▶ [Aim of the task]
Each line below should be repeated exactly as it stands.

▶ [Source material]
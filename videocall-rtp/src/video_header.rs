/*
 * Copyright 2025 Security Union LLC
 *
 * Licensed under either of
 *
 * * Apache License, Version 2.0
 *   (http://www.apache.org/licenses/LICENSE-2.0)
 * * MIT license
 *   (http://opensource.org/licenses/MIT)
 *
 * at your option.
 *
 * Unless you explicitly state otherwise, any contribution intentionally
 * submitted for inclusion in the work by you, as defined in the Apache-2.0
 * license, shall be dual licensed as above, without any additional terms or
 * conditions.
 */

//! Per-packet video metadata produced by the depacketizers and descriptor parsers.

use serde::{Deserialize, Serialize};

use crate::dependency_descriptor::DecodeTargetIndication;
use crate::frame::FrameType;

/// Codec carried by an RTP video stream.
#[derive(Debug, Clone, Copy, PartialEq, Eq, Hash, Default, Serialize, Deserialize)]
#[serde(rename_all = "lowercase")]
pub enum VideoCodec {
    /// Payload is opaque, frame boundaries come from header extensions.
    Raw,
    #[default]
    Generic,
    Vp8,
    Vp9,
    Av1,
    H264,
    H265,
}

impl VideoCodec {
    pub fn is_h26x(&self) -> bool {
        matches!(self, VideoCodec::H264 | VideoCodec::H265)
    }
}

/// VP8 payload descriptor fields (RFC 7741).
#[derive(Debug, Clone, Default, PartialEq, Eq, Serialize, Deserialize)]
pub struct Vp8Header {
    pub non_reference: bool,
    /// 7 or 15 bit picture id.
    pub picture_id: Option<u16>,
    pub tl0_pic_idx: Option<u8>,
    pub temporal_idx: Option<u8>,
    /// Y bit: the frame only depends on the base layer.
    pub layer_sync: bool,
    pub key_idx: Option<u8>,
    pub partition_id: u8,
    pub beginning_of_partition: bool,
}

/// VP9 payload descriptor fields.
#[derive(Debug, Clone, Default, PartialEq, Eq, Serialize, Deserialize)]
pub struct Vp9Header {
    pub inter_pic_predicted: bool,
    pub flexible_mode: bool,
    pub beginning_of_frame: bool,
    pub end_of_frame: bool,
    pub ss_data_available: bool,
    pub non_ref_for_inter_layer_pred: bool,
    pub picture_id: Option<u16>,
    pub tl0_pic_idx: Option<u8>,
    pub temporal_idx: Option<u8>,
    pub spatial_idx: u8,
    pub temporal_up_switch: bool,
    pub inter_layer_predicted: bool,
    /// Reference picture id differences, flexible mode only.
    pub pid_diffs: Vec<u8>,
    pub num_spatial_layers: u8,
}

#[derive(Debug, Clone, Copy, PartialEq, Eq, Default, Serialize, Deserialize)]
pub enum H264PacketizationType {
    #[default]
    SingleNalu,
    StapA,
    FuA,
}

#[derive(Debug, Clone, Copy, PartialEq, Eq, Serialize, Deserialize)]
pub struct NaluInfo {
    pub nalu_type: u8,
    pub sps_id: Option<u32>,
    pub pps_id: Option<u32>,
}

#[derive(Debug, Clone, Default, PartialEq, Eq, Serialize, Deserialize)]
pub struct H264Header {
    pub packetization_type: H264PacketizationType,
    /// Type of the first NAL unit, or the fragmented one.
    pub nalu_type: u8,
    pub nalus: Vec<NaluInfo>,
}

#[derive(Debug, Clone, Default, PartialEq, Eq, Serialize, Deserialize)]
pub struct H265Header {
    /// NAL unit types present in the packet, in order.
    pub nalu_types: Vec<u8>,
    pub is_fragment: bool,
}

/// Header of the legacy generic packetization with an extended picture id.
#[derive(Debug, Clone, Copy, PartialEq, Eq, Serialize, Deserialize)]
pub struct LegacyGenericHeader {
    pub picture_id: u16,
}

#[derive(Debug, Clone, Default, PartialEq, Eq, Serialize, Deserialize)]
pub enum CodecHeader {
    #[default]
    None,
    Generic(LegacyGenericHeader),
    Vp8(Vp8Header),
    Vp9(Vp9Header),
    H264(H264Header),
    H265(H265Header),
}

/// Frame identity and references taken from a dependency descriptor or a
/// generic frame descriptor.
#[derive(Debug, Clone, Default, PartialEq, Eq, Serialize, Deserialize)]
pub struct GenericDescriptorInfo {
    pub frame_id: i64,
    pub spatial_index: u8,
    pub temporal_index: u8,
    pub dependencies: Vec<i64>,
    pub decode_target_indications: Vec<DecodeTargetIndication>,
    pub chain_diffs: Vec<u32>,
}

/// Video metadata of a single RTP packet.
#[derive(Debug, Clone, Default, PartialEq, Eq, Serialize, Deserialize)]
pub struct VideoHeader {
    pub frame_type: FrameType,
    pub codec: VideoCodec,
    pub width: u16,
    pub height: u16,
    pub is_first_packet_in_frame: bool,
    pub is_last_packet_in_frame: bool,
    pub codec_header: CodecHeader,
    pub generic: Option<GenericDescriptorInfo>,
}

impl VideoHeader {
    pub fn new(codec: VideoCodec) -> Self {
        Self {
            codec,
            ..Default::default()
        }
    }

    pub fn is_keyframe(&self) -> bool {
        self.frame_type == FrameType::KeyFrame
    }
}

▶ [Exercise output]
filename videocall-rtp/src/video_header.rs
/*
 * Copyright 2025 Security Union LLC
 *
 * Licensed under either of
 *
 * * Apache License, Version 2.0
 *   (http://www.apache.org/licenses/LICENSE-2.0)
 * * MIT license
 *   (http://opensource.org/licenses/MIT)
 *
 * at your option.
 *
 * Unless you explicitly state otherwise, any contribution intentionally
 * submitted for inclusion in the work by you, as defined in the Apache-2.0
 * license, shall be dual licensed as above, without any additional terms or
 * conditions.
 */

//! Per-packet video metadata produced by the depacketizers and descriptor parsers.

use serde::{Deserialize, Serialize};

use crate::dependency_descriptor::DecodeTargetIndication;
use crate::frame::FrameType;

/// Codec carried by an RTP video stream.
#[derive(Debug, Clone, Copy, PartialEq, Eq, Hash, Default, Serialize, Deserialize)]
#[serde(rename_all = "lowercase")]
pub enum VideoCodec {
    /// Payload is opaque, frame boundaries come from header extensions.
    Raw,
    #[default]
    Generic,
    Vp8,
    Vp9,
    Av1,
    H264,
    H265,
}

impl VideoCodec {
    pub fn is_h26x(&self) -> bool {
        matches!(self, VideoCodec::H264 | VideoCodec::H265)
    }
}

/// VP8 payload descriptor fields (RFC 7741).
#[derive(Debug, Clone, Default, PartialEq, Eq, Serialize, Deserialize)]
pub struct Vp8Header {
    pub non_reference: bool,
    /// 7 or 15 bit picture id.
    pub picture_id: Option<u16>,
    pub tl0_pic_idx: Option<u8>,
    pub temporal_idx: Option<u8>,
    /// Y bit: the frame only depends on the base layer.
    pub layer_sync: bool,
    pub key_idx: Option<u8>,
    pub partition_id: u8,
    pub beginning_of_partition: bool,
}

/// VP9 payload descriptor fields.
#[derive(Debug, Clone, Default, PartialEq, Eq, Serialize, Deserialize)]
pub struct Vp9Header {
    pub inter_pic_predicted: bool,
    pub flexible_mode: bool,
    pub beginning_of_frame: bool,
    pub end_of_frame: bool,
    pub ss_data_available: bool,
    pub non_ref_for_inter_layer_pred: bool,
    pub picture_id: Option<u16>,
    pub tl0_pic_idx: Option<u8>,
    pub temporal_idx: Option<u8>,
    pub spatial_idx: u8,
    pub temporal_up_switch: bool,
    pub inter_layer_predicted: bool,
    /// Reference picture id differences, flexible mode only.
    pub pid_diffs: Vec<u8>,
    pub num_spatial_layers: u8,
}

#[derive(Debug, Clone, Copy, PartialEq, Eq, Default, Serialize, Deserialize)]
pub enum H264PacketizationType {
    #[default]
    SingleNalu,
    StapA,
    FuA,
}

#[derive(Debug, Clone, Copy, PartialEq, Eq, Serialize, Deserialize)]
pub struct NaluInfo {
    pub nalu_type: u8,
    pub sps_id: Option<u32>,
    pub pps_id: Option<u32>,
}

#[derive(Debug, Clone, Default, PartialEq, Eq, Serialize, Deserialize)]
pub struct H264Header {
    pub packetization_type: H264PacketizationType,
    /// Type of the first NAL unit, or the fragmented one.
    pub nalu_type: u8,
    pub nalus: Vec<NaluInfo>,
}

#[derive(Debug, Clone, Default, PartialEq, Eq, Serialize, Deserialize)]
pub struct H265Header {
    /// NAL unit types present in the packet, in order.
    pub nalu_types: Vec<u8>,
    pub is_fragment: bool,
}

/// Header of the legacy generic packetization with an extended picture id.
#[derive(Debug, Clone, Copy, PartialEq, Eq, Serialize, Deserialize)]
pub struct LegacyGenericHeader {
    pub picture_id: u16,
}

#[derive(Debug, Clone, Default, PartialEq, Eq, Serialize, Deserialize)]
pub enum CodecHeader {
    #[default]
    None,
    Generic(LegacyGenericHeader),
    Vp8(Vp8Header),
    Vp9(Vp9Header),
    H264(H264Header),
    H265(H265Header),
}

/// Frame identity and references taken from a dependency descriptor or a
/// generic frame descriptor.
#[derive(Debug, Clone, Default, PartialEq, Eq, Serialize, Deserialize)]
pub struct GenericDescriptorInfo {
    pub frame_id: i64,
    pub spatial_index: u8,
    pub temporal_index: u8,
    pub dependencies: Vec<i64>,
    pub decode_target_indications: Vec<DecodeTargetIndication>,
    pub chain_diffs: Vec<u32>,
}

/// Video metadata of a single RTP packet.
#[derive(Debug, Clone, Default, PartialEq, Eq, Serialize, Deserialize)]
pub struct VideoHeader {
    pub frame_type: FrameType,
    pub codec: VideoCodec,
    pub width: u16,
    pub height: u16,
    pub is_first_packet_in_frame: bool,
    pub is_last_packet_in_frame: bool,
    pub codec_header: CodecHeader,
    pub generic: Option<GenericDescriptorInfo>,
}

impl VideoHeader {
    pub fn new(codec: VideoCodec) -> Self {
        Self {
            codec,
            ..Default::default()
        }
    }

    pub fn is_keyframe(&self) -> bool {
        self.frame_type == FrameType::KeyFrame
    }
}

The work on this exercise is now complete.